►

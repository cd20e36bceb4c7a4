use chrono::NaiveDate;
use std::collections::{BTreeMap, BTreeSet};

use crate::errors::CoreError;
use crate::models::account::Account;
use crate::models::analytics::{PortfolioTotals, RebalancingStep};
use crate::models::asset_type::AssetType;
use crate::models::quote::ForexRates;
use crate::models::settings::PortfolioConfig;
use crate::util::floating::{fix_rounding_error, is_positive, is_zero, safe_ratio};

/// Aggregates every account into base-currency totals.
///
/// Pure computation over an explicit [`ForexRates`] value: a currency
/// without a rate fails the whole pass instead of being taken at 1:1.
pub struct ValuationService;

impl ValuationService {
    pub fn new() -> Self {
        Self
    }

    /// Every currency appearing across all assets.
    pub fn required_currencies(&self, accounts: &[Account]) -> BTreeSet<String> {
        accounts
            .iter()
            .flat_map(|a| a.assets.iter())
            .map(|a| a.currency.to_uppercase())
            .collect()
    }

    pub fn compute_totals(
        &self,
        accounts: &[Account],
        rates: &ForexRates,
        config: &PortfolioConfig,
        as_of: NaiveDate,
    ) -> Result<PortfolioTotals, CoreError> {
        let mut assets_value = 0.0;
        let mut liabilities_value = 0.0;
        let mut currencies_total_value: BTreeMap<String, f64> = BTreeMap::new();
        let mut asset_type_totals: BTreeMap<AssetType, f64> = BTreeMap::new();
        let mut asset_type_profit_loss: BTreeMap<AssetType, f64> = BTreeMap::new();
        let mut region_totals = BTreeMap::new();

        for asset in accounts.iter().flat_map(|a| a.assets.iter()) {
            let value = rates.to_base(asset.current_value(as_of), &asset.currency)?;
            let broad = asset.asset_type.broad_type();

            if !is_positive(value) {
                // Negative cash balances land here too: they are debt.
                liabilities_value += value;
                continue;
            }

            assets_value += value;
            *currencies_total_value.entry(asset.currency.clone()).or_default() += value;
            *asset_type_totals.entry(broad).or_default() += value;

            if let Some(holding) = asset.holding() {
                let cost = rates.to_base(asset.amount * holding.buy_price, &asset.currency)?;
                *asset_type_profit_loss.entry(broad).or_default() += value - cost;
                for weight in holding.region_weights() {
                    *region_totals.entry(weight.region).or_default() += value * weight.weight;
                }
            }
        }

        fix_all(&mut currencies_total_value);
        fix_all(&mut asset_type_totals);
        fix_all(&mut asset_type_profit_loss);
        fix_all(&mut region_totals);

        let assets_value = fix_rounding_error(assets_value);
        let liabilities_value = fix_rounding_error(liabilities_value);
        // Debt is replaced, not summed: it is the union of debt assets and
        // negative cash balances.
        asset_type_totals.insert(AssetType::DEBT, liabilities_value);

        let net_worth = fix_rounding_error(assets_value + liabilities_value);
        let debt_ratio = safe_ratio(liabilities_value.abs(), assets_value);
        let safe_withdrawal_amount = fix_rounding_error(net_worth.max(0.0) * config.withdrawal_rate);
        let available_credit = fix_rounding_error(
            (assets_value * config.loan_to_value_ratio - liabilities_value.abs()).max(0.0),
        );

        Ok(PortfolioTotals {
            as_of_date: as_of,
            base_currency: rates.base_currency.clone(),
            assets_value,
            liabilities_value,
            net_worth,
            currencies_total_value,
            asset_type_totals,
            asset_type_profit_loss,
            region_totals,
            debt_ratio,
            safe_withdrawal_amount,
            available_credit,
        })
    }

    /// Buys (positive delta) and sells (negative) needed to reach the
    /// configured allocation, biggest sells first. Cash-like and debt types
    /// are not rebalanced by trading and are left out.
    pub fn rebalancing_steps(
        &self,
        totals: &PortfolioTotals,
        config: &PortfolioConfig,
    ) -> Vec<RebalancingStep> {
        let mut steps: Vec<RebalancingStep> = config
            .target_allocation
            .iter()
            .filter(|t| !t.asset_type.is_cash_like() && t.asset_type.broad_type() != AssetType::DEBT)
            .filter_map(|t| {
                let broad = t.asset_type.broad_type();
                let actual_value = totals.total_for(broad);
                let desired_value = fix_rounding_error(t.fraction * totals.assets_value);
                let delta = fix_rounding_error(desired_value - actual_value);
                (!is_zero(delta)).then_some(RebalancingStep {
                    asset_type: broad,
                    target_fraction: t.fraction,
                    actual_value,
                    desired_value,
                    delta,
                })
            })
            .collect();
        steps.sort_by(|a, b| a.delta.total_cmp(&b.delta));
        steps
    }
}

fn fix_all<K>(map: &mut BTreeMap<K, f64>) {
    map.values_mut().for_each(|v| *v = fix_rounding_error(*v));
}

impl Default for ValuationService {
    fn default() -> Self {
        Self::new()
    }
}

◄

**DIRECTIONS**
Count each line of the material above that holds the word "BTreeSet", and state the total with no other text.

**SOLVED EXERCISE**
2